Photoaffinity labeling of plasma proteins.
Chuang, VT, Otagiri, M
Molecules (Basel, Switzerland). 2013;(11):13831-59
Abstract
Photoaffinity labeling is a powerful technique for identifying a target protein. A high degree of labeling specificity can be achieved with this method in comparison to chemical labeling. Human serum albumin (HSA) and α1-acid glycoprotein (AGP) are two plasma proteins that bind a variety of endogenous and exogenous substances. The ligand binding mechanism of these two proteins is complex.
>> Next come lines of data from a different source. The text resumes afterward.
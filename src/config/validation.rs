//! Configuration validation module
//!
//! This module provides validation functions for application configuration
//! to ensure all required settings are properly configured.

use crate::utils::errors::{CampusEventsError, Result};
use super::Settings;

/// Validate all configuration settings
pub fn validate_settings(settings: &Settings) -> Result<()> {
    validate_server_config(&settings.server)?;
    validate_logging_config(&settings.logging)?;

    if !settings.features.use_in_memory_store {
        validate_database_config(&settings.database)?;
    }

    Ok(())
}

/// Validate HTTP server configuration
fn validate_server_config(config: &super::ServerConfig) -> Result<()> {
    if config.host.is_empty() {
        return Err(CampusEventsError::Config(
            "Server host is required".to_string()
        ));
    }

    if config.port == 0 {
        return Err(CampusEventsError::Config(
            "Server port must be greater than 0".to_string()
        ));
    }

    Ok(())
}

/// Validate database configuration
fn validate_database_config(config: &super::DatabaseConfig) -> Result<()> {
    if config.url.is_empty() {
        return Err(CampusEventsError::Config(
            "Database URL is required".to_string()
        ));
    }

    if config.max_connections == 0 {
        return Err(CampusEventsError::Config(
            "Max connections must be greater than 0".to_string()
        ));
    }

    if config.min_connections > config.max_connections {
        return Err(CampusEventsError::Config(
            "Min connections cannot be greater than max connections".to_string()
        ));
    }

    if config.acquire_timeout_seconds == 0 {
        return Err(CampusEventsError::Config(
            "Acquire timeout must be greater than 0".to_string()
        ));
    }

    Ok(())
}

/// Validate logging configuration
fn validate_logging_config(config: &super::LoggingConfig) -> Result<()> {
    if config.level.is_empty() {
        return Err(CampusEventsError::Config(
            "Log level is required".to_string()
        ));
    }

    let valid_levels = ["trace", "debug", "info", "warn", "error"];
    if !valid_levels.contains(&config.level.as_str()) {
        return Err(CampusEventsError::Config(
            format!("Invalid log level: {}. Valid levels: {:?}", config.level, valid_levels)
        ));
    }

    if config.directory.is_empty() {
        return Err(CampusEventsError::Config(
            "Log directory is required".to_string()
        ));
    }

    Ok(())
}
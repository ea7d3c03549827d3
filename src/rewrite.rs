//! Text-rewrite service interface.
//!
//! The rewriting itself (prompt selection and model generation) lives
//! outside this crate. This module fixes the request shape, the set of
//! supported modes and the validation every implementation applies.

use crate::error::RewriteError;
use async_trait::async_trait;
use serde::{Deserialize, Serialize};
use std::str::FromStr;

/// What kind of rewrite is requested.
#[derive(Debug, Clone, Copy, PartialEq, Eq, Hash, Serialize, Deserialize)]
#[serde(rename_all = "snake_case")]
pub enum RewriteMode {
    /// Correct spelling and grammar, keeping the original style.
    QuickFix,
    /// Draft a chat message.
    SlackMessage,
    /// Reply to an email.
    EmailReply,
    /// Respond to a conversational message.
    DailyChat,
    /// Summarize meeting notes.
    MeetingSummary,
    /// Write a status update.
    StatusUpdate,
}

impl RewriteMode {
    pub const ALL: [RewriteMode; 6] = [
        RewriteMode::QuickFix,
        RewriteMode::SlackMessage,
        RewriteMode::EmailReply,
        RewriteMode::DailyChat,
        RewriteMode::MeetingSummary,
        RewriteMode::StatusUpdate,
    ];

    pub fn as_str(self) -> &'static str {
        match self {
            RewriteMode::QuickFix => "quick_fix",
            RewriteMode::SlackMessage => "slack_message",
            RewriteMode::EmailReply => "email_reply",
            RewriteMode::DailyChat => "daily_chat",
            RewriteMode::MeetingSummary => "meeting_summary",
            RewriteMode::StatusUpdate => "status_update",
        }
    }
}

impl FromStr for RewriteMode {
    type Err = RewriteError;

    fn from_str(s: &str) -> Result<Self, Self::Err> {
        RewriteMode::ALL
            .into_iter()
            .find(|mode| mode.as_str() == s)
            .ok_or_else(|| RewriteError::InvalidMode(s.to_string()))
    }
}

impl std::fmt::Display for RewriteMode {
    fn fmt(&self, f: &mut std::fmt::Formatter<'_>) -> std::fmt::Result {
        f.write_str(self.as_str())
    }
}

/// A rewrite request as sent by the presentation layer.
#[derive(Debug, Clone, Default, PartialEq, Eq, Serialize, Deserialize)]
#[serde(default)]
pub struct RewriteRequest {
    /// Text to rewrite.
    pub text: String,

    /// Mode name, one of [`RewriteMode`]'s string forms.
    pub mode: String,

    /// Free-form tone descriptor, e.g. "friendly".
    pub style: String,

    /// Extra context for the rewrite.
    pub context: String,
}

impl RewriteRequest {
    /// Checks the request and returns its parsed mode.
    pub fn validate(&self) -> Result<RewriteMode, RewriteError> {
        if self.text.is_empty() {
            return Err(RewriteError::EmptyInput);
        }
        self.mode.parse()
    }
}

/// A service that rewrites text according to a [`RewriteRequest`].
#[async_trait]
pub trait TextRewriter: Send + Sync {
    /// Produces the formatted rewrite for `request`.
    ///
    /// Implementations call [`RewriteRequest::validate`] first so that
    /// validation errors surface unchanged.
    async fn rewrite(&self, request: &RewriteRequest) -> Result<String, RewriteError>;
}
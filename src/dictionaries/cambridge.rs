//! Cambridge (dictionary.cambridge.org) English dictionary backend.

use super::{Dictionary, ResultDocument, extract_document, entry_url, fetch_page};
use crate::error::DictionaryError;
use async_trait::async_trait;
use scraper::Selector;
use std::sync::LazyLock;

const BASE_URL: &str = "https://dictionary.cambridge.org/dictionary/english/";

struct Selectors {
    headword: Selector,
    entry: Selector,
}

static SELECTORS: LazyLock<Selectors> = LazyLock::new(|| Selectors {
    headword: Selector::parse(".di-title .headword").expect("valid headword selector"),
    entry: Selector::parse(".pr.entry-body__el").expect("valid entry selector"),
});

/// Cambridge English dictionary.
pub struct CambridgeDictionary {
    client: reqwest::Client,
    delay_sec: f64,
}

impl CambridgeDictionary {
    pub fn new(client: reqwest::Client, delay_sec: f64) -> Self {
        Self { client, delay_sec }
    }
}

#[async_trait]
impl Dictionary for CambridgeDictionary {
    fn id(&self) -> &str {
        "cambridge"
    }

    fn name(&self) -> &str {
        "Cambridge Dictionary"
    }

    fn cache_key(&self, term: &str) -> String {
        term.trim().to_lowercase()
    }

    async fn fetch(&self, term: &str) -> Result<String, DictionaryError> {
        // Cambridge redirects unknown words to the search landing page
        // instead of answering 404.
        let url = entry_url(BASE_URL, &term.trim().to_lowercase())?;
        fetch_page(&self.client, url, term, self.delay_sec).await
    }

    fn parse(&self, term: &str, raw: &str) -> Result<ResultDocument, DictionaryError> {
        extract_document(self.id(), term, raw, &SELECTORS.headword, &SELECTORS.entry)
    }
}
//! Error types for omnidict.
//!
//! Uses `thiserror` for structured error definitions. Storage faults,
//! backend faults and lookup-level failures are kept apart so callers can
//! tell which layer gave up.

use thiserror::Error;

/// Errors raised by a per-source cache store.
#[derive(Error, Debug)]
pub enum CacheError {
    /// The backing database could not be created or opened.
    #[error("Cache store for '{source_id}' unavailable: {message}")]
    StoreUnavailable { source_id: String, message: String },

    /// A read failed for a reason other than a missing entry.
    #[error("Cache read failed: {0}")]
    Read(#[source] rusqlite::Error),

    /// A write failed.
    #[error("Cache write failed: {0}")]
    Write(#[source] rusqlite::Error),

    /// The blocking task running a store operation failed.
    #[error("Cache task failed: {0}")]
    Blocking(String),
}

/// Errors raised while fetching or parsing a dictionary entry.
#[derive(Error, Debug)]
pub enum DictionaryError {
    /// HTTP request failed or returned a non-success status
    #[error("Fetch failed: {0}")]
    Fetch(String),

    /// The source has no entry for the term
    #[error("No entry found for '{0}'")]
    NotFound(String),

    /// The payload could not be turned into a document
    #[error("Failed to parse entry: {0}")]
    Parse(String),
}

impl From<reqwest::Error> for DictionaryError {
    fn from(err: reqwest::Error) -> Self {
        DictionaryError::Fetch(err.to_string())
    }
}

/// Errors raised while rendering a result document.
#[derive(Error, Debug, Clone, PartialEq, Eq)]
pub enum RenderError {
    /// The document carries nothing to display
    #[error("Document for '{0}' has no content")]
    Empty(String),
}

/// Which stage of a per-source lookup failed.
#[derive(Debug, Clone, Copy, PartialEq, Eq)]
pub enum FailureKind {
    Fetch,
    Parse,
    Render,
    /// The backend panicked mid-lookup.
    Panic,
}

impl std::fmt::Display for FailureKind {
    fn fmt(&self, f: &mut std::fmt::Formatter<'_>) -> std::fmt::Result {
        let label = match self {
            FailureKind::Fetch => "fetch",
            FailureKind::Parse => "parse",
            FailureKind::Render => "render",
            FailureKind::Panic => "panic",
        };
        f.write_str(label)
    }
}

impl DictionaryError {
    /// Classifies this error for aggregate reporting.
    pub fn kind(&self) -> FailureKind {
        match self {
            DictionaryError::Fetch(_) | DictionaryError::NotFound(_) => FailureKind::Fetch,
            DictionaryError::Parse(_) => FailureKind::Parse,
        }
    }
}

/// Errors returned by the aggregator.
#[derive(Error, Debug)]
pub enum LookupError {
    /// The lookup term was empty or whitespace-only
    #[error("Lookup term cannot be empty")]
    EmptyTerm,

    /// One source failed, so the whole lookup failed
    #[error("{kind} error from {source_id} dictionary: {message}")]
    Source {
        source_id: String,
        kind: FailureKind,
        message: String,
    },

    /// The lookup was cancelled before every source finished
    #[error("Lookup cancelled")]
    Cancelled,

    /// Two backends were registered under the same identifier
    #[error("Duplicate dictionary source: {0}")]
    DuplicateSource(String),

    /// A cache store could not be opened at construction time
    #[error(transparent)]
    Store(#[from] CacheError),

    /// A lookup task panicked or was aborted unexpectedly
    #[error("Lookup task failed: {0}")]
    Task(String),
}

impl LookupError {
    /// Returns the source identifier this error refers to, if any.
    pub fn source_id(&self) -> Option<&str> {
        match self {
            LookupError::Source { source_id, .. } => Some(source_id),
            LookupError::DuplicateSource(id) => Some(id),
            _ => None,
        }
    }
}

/// Validation and backend errors from a text-rewrite service.
#[derive(Error, Debug)]
pub enum RewriteError {
    /// Mode is not one of the supported rewrite modes
    #[error("Invalid mode: {0}")]
    InvalidMode(String),

    /// The text to rewrite was empty
    #[error("Input text cannot be empty")]
    EmptyInput,

    /// The underlying generator failed
    #[error("Rewrite failed: {0}")]
    Backend(String),
}

/// Error type for configuration operations.
#[derive(Error, Debug)]
pub enum ConfigError {
    /// Failed to read config file
    #[error("Failed to read config file: {0}")]
    ReadError(#[from] std::io::Error),

    /// Failed to parse config file
    #[error("Failed to parse config: {0}")]
    ParseError(String),

    /// Invalid configuration value
    #[error("Invalid config value for '{key}': {message}")]
    InvalidValue { key: String, message: String },

    /// Config directory not found
    #[error("Could not determine config directory")]
    NoConfigDir,
}

/// Result type alias using anyhow for application-level error handling.
pub type Result<T> = anyhow::Result<T>;
//! Questxp Control - CLI for the leveling and daily XP engine
//!
//! Drives the engine against a local JSON state file.

use anyhow::Result;
use clap::Parser;
use questxpctl::cli::Cli;
use tracing_subscriber::EnvFilter;

#[tokio::main]
async fn main() -> Result<()> {
    let cli = Cli::parse();

    // Quiet by default; RUST_LOG or --verbose opens it up
    let filter = if cli.verbose {
        EnvFilter::new("debug")
    } else {
        EnvFilter::try_from_default_env().unwrap_or_else(|_| EnvFilter::new("warn"))
    };
    tracing_subscriber::fmt()
        .with_env_filter(filter)
        .with_writer(std::io::stderr)
        .init();

    questxpctl::run(cli).await
}
//! Shared identifiers and records exchanged with the quest and user stores

use crate::progression::QuestPriority;
use chrono::NaiveDate;
use serde::{Deserialize, Serialize};

/// User identifier
#[derive(Debug, Clone, PartialEq, Eq, Hash, PartialOrd, Ord, Serialize, Deserialize)]
#[serde(transparent)]
pub struct UserId(pub String);

impl UserId {
    pub fn new(id: impl Into<String>) -> Self {
        Self(id.into())
    }

    pub fn as_str(&self) -> &str {
        &self.0
    }
}

impl From<&str> for UserId {
    fn from(id: &str) -> Self {
        Self(id.to_string())
    }
}

impl std::fmt::Display for UserId {
    fn fmt(&self, f: &mut std::fmt::Formatter<'_>) -> std::fmt::Result {
        write!(f, "{}", self.0)
    }
}

/// Quest instance identifier
#[derive(Debug, Clone, PartialEq, Eq, Hash, PartialOrd, Ord, Serialize, Deserialize)]
#[serde(transparent)]
pub struct QuestId(pub String);

impl QuestId {
    pub fn new(id: impl Into<String>) -> Self {
        Self(id.into())
    }

    pub fn as_str(&self) -> &str {
        &self.0
    }
}

impl From<&str> for QuestId {
    fn from(id: &str) -> Self {
        Self(id.to_string())
    }
}

impl std::fmt::Display for QuestId {
    fn fmt(&self, f: &mut std::fmt::Formatter<'_>) -> std::fmt::Result {
        write!(f, "{}", self.0)
    }
}

/// A quest scheduled for one local day, as supplied by the quest store
#[derive(Debug, Clone, PartialEq, Eq, Serialize, Deserialize)]
pub struct QuestInstance {
    pub id: QuestId,
    /// Weight of the quest's share of the daily pool; non-positive values earn nothing
    pub base_points: i64,
    /// Completion flag as recorded by the quest store
    #[serde(default)]
    pub completed: bool,
    /// Local calendar date the quest belongs to
    pub scheduled_for: NaiveDate,
    #[serde(default, skip_serializing_if = "Option::is_none")]
    pub priority: Option<QuestPriority>,
}

impl QuestInstance {
    pub fn new(id: impl Into<String>, base_points: i64, scheduled_for: NaiveDate) -> Self {
        Self {
            id: QuestId::new(id),
            base_points,
            completed: false,
            scheduled_for,
            priority: None,
        }
    }

    /// Quest weighted by its priority tag
    pub fn with_priority(
        id: impl Into<String>,
        priority: QuestPriority,
        scheduled_for: NaiveDate,
    ) -> Self {
        Self {
            id: QuestId::new(id),
            base_points: priority.base_points(),
            completed: false,
            scheduled_for,
            priority: Some(priority),
        }
    }

    /// Whether the weight can earn a share of the pool
    pub fn has_valid_weight(&self) -> bool {
        self.base_points > 0
    }
}

/// What the engine needs to know about a user
#[derive(Debug, Clone, Copy, PartialEq, Eq, Serialize, Deserialize)]
pub struct UserProfile {
    pub total_xp: u64,
    /// Offset of the user's timezone from UTC, in minutes
    #[serde(default)]
    pub utc_offset_minutes: i32,
}

impl UserProfile {
    pub fn new(total_xp: u64, utc_offset_minutes: i32) -> Self {
        Self {
            total_xp,
            utc_offset_minutes,
        }
    }
}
Fatty acids, which are known to be transported in plasma by HSA, cause conformational changes and participate in allosteric ligand binding to HSA. HSA undergoes an N-B transition, a conformational change at alkaline pH, that has been reported to result in increased ligand binding. Attempts have been made to investigate the impact of fatty acids and the N-B transition on ligand binding in HSA using ketoprofen and flunitrazepam as photolabeling agents. Meanwhile, plasma AGP is a mixture of genetic variants of the protein. The photolabeling of AGP with flunitrazepam has been utilized to shed light on the topology of the protein ligand binding site. Furthermore, a review of photoaffinity labeling performed on other major plasma proteins will also be discussed. Using a photoreactive natural ligand as a photolabeling agent to identify target protein in the plasma would reduce non-specific labeling.